Task data —
+ + +

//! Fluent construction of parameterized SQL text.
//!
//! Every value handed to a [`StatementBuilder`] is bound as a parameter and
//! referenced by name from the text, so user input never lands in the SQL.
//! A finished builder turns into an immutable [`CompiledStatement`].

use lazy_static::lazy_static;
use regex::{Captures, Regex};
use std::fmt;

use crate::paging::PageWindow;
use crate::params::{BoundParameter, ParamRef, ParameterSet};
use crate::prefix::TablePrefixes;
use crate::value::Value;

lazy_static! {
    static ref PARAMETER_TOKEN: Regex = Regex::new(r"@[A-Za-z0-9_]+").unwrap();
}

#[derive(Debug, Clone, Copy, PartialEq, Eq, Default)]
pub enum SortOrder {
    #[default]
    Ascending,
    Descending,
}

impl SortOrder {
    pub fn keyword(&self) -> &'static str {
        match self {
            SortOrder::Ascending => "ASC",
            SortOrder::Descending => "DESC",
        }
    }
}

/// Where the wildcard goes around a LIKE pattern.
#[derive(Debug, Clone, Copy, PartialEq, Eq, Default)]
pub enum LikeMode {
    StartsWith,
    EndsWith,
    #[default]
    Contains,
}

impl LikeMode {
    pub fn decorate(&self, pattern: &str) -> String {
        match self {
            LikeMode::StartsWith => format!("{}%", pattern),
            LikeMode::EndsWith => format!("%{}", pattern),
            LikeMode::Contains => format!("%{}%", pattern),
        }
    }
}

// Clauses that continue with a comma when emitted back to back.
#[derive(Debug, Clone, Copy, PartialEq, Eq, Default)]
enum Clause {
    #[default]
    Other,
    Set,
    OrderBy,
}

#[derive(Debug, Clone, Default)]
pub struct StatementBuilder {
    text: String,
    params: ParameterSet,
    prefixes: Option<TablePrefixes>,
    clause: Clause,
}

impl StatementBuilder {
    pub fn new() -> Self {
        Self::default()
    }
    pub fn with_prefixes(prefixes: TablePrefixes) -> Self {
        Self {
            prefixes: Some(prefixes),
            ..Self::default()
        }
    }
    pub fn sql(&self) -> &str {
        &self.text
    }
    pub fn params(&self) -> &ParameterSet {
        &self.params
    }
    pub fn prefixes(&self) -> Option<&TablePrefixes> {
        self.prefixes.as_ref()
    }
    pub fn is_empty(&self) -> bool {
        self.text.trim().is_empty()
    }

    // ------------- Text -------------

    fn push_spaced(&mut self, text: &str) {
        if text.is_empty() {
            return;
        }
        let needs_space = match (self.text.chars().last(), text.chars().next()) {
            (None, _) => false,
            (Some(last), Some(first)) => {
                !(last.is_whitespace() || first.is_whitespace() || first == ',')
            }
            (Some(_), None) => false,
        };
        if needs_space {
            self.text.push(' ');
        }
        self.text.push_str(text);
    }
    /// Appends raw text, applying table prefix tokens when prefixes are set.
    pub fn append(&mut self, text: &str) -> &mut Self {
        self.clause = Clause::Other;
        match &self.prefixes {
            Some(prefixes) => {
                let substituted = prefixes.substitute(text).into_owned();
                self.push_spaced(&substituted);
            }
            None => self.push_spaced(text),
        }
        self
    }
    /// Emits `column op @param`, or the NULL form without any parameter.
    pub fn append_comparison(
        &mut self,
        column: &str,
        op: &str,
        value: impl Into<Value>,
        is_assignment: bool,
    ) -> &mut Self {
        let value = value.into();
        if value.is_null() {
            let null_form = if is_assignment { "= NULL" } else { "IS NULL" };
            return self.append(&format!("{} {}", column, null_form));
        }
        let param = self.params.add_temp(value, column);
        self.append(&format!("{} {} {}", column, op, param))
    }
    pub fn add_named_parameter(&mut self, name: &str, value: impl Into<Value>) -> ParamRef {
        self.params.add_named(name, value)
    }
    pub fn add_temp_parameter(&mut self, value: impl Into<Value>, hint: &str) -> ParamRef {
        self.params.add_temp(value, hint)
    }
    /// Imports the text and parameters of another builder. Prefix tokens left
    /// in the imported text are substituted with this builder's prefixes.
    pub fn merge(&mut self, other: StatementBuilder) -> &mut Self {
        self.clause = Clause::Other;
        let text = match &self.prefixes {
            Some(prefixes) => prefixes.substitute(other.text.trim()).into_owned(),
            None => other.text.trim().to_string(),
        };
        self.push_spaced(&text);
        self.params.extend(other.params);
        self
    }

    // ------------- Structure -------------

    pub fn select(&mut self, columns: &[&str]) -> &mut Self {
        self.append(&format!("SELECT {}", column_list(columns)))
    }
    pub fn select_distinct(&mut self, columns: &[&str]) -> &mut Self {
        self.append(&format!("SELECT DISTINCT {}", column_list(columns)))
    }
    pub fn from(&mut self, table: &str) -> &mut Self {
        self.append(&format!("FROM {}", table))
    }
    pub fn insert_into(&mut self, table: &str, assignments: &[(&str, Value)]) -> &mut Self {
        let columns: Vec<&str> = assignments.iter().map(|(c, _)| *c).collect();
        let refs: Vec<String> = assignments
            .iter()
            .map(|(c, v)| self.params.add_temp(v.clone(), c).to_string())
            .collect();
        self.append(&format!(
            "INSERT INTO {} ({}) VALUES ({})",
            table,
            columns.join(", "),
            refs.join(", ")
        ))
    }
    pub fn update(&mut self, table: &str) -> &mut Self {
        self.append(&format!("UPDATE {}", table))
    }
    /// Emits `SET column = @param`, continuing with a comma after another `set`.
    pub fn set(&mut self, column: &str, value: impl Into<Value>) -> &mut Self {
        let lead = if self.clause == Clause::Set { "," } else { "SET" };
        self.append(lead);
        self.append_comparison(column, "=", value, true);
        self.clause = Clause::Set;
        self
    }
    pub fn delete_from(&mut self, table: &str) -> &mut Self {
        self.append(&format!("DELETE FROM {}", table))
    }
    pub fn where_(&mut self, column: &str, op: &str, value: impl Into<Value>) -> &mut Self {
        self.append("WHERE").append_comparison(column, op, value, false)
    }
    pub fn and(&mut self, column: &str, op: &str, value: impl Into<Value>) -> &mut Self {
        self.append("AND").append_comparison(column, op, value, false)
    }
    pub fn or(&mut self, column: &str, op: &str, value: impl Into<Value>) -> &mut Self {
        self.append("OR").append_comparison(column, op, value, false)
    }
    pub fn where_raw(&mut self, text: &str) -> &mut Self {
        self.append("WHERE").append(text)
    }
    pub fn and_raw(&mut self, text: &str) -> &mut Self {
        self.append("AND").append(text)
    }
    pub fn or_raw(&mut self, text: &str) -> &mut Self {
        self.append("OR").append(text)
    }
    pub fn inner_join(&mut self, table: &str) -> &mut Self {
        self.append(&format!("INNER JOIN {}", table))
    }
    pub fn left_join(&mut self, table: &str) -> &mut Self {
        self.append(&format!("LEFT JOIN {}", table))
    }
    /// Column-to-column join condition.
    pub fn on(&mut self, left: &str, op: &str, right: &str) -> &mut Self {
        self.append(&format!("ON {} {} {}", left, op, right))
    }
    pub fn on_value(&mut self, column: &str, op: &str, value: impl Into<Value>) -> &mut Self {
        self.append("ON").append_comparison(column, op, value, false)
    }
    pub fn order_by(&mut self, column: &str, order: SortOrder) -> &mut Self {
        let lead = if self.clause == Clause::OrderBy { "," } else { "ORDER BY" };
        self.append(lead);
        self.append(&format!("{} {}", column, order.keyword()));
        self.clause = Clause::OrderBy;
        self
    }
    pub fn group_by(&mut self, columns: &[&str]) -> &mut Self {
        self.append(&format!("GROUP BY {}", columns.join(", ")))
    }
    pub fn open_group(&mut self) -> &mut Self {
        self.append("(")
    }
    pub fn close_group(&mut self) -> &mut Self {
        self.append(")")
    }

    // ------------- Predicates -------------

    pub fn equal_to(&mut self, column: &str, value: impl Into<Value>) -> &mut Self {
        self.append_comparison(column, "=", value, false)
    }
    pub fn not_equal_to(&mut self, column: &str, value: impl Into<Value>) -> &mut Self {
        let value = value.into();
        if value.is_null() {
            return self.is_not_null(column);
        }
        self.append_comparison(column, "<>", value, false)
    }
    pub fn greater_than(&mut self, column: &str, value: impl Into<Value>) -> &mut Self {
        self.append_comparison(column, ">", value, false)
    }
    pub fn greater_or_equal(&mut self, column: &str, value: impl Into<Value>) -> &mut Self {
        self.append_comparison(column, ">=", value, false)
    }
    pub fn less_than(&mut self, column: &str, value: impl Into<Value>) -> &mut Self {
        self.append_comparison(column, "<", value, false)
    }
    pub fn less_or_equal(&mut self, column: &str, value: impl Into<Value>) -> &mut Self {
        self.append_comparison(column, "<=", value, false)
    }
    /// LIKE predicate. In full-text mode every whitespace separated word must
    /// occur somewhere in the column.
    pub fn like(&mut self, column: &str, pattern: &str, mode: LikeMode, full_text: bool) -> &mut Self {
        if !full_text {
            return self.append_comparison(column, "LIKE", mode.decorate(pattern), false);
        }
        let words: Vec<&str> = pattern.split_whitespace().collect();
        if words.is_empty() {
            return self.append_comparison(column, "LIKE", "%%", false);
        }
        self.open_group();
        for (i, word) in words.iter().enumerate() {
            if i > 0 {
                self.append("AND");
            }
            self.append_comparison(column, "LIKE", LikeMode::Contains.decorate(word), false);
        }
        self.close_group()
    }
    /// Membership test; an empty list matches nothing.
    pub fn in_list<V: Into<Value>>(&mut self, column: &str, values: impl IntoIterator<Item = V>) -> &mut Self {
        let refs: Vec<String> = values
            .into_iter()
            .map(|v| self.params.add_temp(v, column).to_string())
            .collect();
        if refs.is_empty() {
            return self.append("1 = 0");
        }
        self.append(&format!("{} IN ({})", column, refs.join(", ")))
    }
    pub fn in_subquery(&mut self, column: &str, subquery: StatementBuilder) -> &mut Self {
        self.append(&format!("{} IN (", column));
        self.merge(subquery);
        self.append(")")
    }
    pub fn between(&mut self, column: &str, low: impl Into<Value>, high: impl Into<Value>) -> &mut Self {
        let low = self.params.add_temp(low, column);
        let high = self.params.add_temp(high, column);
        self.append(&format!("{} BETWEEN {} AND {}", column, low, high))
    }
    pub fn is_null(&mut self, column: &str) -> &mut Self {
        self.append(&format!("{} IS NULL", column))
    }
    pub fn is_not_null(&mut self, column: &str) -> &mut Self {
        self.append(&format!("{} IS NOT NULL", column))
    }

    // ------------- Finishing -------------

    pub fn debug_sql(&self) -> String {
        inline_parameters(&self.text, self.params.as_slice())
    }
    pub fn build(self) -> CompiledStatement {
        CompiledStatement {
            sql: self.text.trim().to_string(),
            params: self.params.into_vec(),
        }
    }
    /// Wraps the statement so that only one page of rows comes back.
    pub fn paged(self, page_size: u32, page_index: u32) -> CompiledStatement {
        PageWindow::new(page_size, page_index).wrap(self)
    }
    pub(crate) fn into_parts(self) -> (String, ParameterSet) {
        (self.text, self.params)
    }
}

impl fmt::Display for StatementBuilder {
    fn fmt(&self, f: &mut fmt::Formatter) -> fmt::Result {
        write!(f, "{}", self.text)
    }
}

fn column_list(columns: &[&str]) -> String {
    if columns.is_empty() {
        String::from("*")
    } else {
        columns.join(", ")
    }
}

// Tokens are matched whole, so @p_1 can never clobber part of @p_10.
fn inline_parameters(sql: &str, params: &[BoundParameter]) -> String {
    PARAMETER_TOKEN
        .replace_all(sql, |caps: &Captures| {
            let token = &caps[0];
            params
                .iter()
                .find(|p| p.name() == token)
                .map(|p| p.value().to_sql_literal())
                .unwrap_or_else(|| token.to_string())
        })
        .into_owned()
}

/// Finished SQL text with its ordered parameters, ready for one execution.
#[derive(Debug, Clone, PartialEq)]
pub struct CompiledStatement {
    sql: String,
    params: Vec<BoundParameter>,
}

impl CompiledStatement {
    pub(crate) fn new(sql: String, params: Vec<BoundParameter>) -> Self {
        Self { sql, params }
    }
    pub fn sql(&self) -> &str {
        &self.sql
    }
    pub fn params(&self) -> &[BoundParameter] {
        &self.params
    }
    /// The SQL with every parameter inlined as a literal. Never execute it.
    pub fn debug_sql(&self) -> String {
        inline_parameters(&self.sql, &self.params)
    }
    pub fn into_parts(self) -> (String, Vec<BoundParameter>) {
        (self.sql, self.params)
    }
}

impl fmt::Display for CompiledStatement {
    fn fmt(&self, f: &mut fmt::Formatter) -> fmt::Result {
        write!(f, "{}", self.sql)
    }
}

+ + +

Work task — Show each line in the entries that holds the string "bool".

Answer to the problem —
    pub fn is_empty(&self) -> bool {
        is_assignment: bool,
    pub fn like(&mut self, column: &str, pattern: &str, mode: LikeMode, full_text: bool) -> &mut Self {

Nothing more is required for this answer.